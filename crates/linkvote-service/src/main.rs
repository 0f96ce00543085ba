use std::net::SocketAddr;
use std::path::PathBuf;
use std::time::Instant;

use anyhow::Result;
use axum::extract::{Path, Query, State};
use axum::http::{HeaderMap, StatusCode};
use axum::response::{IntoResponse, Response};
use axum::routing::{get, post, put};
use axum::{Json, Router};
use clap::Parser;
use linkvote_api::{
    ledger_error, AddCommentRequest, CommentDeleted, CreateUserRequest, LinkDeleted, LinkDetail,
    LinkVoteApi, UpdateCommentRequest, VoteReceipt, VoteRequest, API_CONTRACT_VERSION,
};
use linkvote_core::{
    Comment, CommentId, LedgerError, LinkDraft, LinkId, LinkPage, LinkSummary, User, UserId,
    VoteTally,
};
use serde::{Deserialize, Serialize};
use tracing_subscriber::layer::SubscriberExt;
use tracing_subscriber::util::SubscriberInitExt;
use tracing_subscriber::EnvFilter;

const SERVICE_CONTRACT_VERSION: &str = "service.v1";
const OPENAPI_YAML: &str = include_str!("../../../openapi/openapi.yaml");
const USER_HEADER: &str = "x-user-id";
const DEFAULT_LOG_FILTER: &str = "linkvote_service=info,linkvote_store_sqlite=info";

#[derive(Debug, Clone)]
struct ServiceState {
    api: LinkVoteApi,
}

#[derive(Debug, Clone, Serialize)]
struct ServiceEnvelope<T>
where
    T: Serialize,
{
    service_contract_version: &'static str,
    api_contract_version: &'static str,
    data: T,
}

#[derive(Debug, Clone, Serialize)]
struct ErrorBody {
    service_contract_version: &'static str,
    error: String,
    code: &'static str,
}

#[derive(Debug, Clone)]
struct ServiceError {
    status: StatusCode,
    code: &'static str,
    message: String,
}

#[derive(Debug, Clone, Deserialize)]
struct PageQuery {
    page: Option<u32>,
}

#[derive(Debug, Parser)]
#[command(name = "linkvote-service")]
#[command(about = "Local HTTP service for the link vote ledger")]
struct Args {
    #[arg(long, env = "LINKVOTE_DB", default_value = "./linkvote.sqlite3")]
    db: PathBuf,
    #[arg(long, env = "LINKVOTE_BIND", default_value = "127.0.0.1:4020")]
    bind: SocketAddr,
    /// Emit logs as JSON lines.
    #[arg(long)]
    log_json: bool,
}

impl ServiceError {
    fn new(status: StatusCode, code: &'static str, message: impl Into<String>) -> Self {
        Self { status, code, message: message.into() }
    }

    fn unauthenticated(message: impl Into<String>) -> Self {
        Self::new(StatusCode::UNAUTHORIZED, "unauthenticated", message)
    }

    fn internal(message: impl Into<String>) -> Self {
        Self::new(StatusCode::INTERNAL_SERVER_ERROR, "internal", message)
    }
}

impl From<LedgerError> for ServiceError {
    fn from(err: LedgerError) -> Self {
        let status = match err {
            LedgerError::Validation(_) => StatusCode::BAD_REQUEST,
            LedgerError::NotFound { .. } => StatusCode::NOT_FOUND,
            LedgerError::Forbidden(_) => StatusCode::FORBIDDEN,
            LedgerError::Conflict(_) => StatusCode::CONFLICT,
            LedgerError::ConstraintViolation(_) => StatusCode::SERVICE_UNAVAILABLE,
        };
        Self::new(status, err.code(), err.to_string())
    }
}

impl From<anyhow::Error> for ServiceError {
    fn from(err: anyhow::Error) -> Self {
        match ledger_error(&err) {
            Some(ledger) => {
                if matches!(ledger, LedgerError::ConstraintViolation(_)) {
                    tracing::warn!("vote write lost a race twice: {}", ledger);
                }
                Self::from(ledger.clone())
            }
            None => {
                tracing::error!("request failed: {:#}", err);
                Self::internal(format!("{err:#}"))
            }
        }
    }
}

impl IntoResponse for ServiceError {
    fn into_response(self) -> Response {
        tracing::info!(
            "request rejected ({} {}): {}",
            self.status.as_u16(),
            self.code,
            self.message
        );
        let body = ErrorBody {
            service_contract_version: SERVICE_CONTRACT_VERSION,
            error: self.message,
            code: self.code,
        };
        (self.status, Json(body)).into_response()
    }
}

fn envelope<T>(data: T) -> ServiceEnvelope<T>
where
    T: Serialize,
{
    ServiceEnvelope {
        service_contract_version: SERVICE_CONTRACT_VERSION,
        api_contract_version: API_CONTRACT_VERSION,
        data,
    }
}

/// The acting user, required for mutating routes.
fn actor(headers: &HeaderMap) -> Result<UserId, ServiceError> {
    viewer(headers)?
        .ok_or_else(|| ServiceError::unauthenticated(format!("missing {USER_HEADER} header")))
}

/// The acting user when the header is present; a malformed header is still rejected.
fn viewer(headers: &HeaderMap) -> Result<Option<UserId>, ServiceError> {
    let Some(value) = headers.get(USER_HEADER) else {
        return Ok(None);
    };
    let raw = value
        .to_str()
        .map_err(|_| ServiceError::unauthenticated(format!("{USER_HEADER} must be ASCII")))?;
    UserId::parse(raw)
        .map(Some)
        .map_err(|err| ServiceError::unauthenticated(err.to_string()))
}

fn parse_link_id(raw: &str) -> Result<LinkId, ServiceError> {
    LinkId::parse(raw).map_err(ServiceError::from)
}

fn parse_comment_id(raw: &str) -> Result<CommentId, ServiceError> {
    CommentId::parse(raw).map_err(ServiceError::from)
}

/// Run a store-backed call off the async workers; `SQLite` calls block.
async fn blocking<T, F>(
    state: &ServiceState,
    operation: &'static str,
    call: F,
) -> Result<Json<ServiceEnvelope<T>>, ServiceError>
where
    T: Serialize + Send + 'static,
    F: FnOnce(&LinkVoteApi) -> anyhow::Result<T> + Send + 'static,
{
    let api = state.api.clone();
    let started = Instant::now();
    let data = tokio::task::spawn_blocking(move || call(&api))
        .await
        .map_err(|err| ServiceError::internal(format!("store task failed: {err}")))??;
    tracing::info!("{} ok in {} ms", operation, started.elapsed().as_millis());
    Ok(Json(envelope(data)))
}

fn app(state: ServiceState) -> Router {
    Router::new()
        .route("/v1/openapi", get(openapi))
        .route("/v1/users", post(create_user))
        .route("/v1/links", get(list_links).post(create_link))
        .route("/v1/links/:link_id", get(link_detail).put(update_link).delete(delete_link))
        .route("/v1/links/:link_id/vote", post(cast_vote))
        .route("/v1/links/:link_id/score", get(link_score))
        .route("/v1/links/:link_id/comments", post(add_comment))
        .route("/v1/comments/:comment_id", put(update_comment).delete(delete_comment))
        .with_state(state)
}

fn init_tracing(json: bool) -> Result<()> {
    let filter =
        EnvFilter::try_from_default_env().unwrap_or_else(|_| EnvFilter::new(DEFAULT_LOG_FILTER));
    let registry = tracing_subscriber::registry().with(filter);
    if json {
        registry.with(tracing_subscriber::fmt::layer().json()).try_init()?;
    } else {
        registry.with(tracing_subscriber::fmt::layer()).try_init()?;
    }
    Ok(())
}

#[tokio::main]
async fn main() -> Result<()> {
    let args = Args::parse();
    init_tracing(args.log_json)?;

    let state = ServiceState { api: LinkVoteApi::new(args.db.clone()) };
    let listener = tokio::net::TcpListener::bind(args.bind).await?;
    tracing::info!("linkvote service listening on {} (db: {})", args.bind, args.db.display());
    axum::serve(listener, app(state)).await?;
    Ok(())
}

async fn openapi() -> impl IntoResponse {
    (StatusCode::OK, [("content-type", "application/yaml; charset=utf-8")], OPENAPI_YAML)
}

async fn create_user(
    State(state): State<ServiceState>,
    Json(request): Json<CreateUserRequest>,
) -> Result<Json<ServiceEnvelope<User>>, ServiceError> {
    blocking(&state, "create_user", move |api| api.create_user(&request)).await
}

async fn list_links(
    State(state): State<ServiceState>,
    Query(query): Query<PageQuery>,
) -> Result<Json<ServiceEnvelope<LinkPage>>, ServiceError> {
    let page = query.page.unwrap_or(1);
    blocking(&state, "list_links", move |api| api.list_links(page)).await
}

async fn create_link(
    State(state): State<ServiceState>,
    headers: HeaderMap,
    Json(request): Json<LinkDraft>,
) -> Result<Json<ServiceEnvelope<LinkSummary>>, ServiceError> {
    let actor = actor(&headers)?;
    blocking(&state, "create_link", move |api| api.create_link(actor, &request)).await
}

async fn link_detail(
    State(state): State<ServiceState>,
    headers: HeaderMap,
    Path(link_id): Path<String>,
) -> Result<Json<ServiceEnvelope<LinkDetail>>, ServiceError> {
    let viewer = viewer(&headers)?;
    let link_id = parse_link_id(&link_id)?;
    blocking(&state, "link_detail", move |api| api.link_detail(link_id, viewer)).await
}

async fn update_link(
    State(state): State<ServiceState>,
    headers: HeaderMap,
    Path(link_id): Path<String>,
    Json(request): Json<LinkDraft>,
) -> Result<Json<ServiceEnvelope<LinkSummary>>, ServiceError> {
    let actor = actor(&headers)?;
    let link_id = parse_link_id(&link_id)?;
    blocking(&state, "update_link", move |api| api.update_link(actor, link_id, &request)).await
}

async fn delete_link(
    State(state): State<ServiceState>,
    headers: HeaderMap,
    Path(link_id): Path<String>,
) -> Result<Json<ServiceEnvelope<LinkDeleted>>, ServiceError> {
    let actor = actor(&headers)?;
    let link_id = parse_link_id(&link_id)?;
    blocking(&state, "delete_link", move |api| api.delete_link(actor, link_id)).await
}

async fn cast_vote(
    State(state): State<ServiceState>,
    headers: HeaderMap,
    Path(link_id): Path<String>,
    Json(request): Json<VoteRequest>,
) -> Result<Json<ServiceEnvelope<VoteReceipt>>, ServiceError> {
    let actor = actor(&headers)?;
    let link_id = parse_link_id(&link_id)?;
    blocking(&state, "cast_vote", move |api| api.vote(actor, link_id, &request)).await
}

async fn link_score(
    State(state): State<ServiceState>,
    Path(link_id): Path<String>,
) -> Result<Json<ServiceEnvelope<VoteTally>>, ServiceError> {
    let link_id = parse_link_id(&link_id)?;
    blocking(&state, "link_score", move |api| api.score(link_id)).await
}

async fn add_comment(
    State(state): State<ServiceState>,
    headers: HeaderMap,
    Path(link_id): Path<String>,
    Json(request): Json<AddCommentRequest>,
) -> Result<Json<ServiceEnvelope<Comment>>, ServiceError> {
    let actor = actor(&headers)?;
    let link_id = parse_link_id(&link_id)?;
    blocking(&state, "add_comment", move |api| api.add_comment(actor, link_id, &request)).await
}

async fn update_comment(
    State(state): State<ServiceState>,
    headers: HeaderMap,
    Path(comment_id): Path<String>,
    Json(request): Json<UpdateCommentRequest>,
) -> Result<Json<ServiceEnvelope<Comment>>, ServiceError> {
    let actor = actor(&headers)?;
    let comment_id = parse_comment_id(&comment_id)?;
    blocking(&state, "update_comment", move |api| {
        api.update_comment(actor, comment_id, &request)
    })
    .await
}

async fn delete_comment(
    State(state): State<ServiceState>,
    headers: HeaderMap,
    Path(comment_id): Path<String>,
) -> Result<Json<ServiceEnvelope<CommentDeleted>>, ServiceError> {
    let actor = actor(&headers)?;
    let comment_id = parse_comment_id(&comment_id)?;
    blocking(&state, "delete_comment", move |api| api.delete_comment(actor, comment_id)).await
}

──────

(How to complete this task)
All lines above containing the string "struct": copy each one.

(Exercise response)
struct ServiceState {
struct ServiceEnvelope<T>
struct ErrorBody {
struct ServiceError {
struct PageQuery {
struct Args {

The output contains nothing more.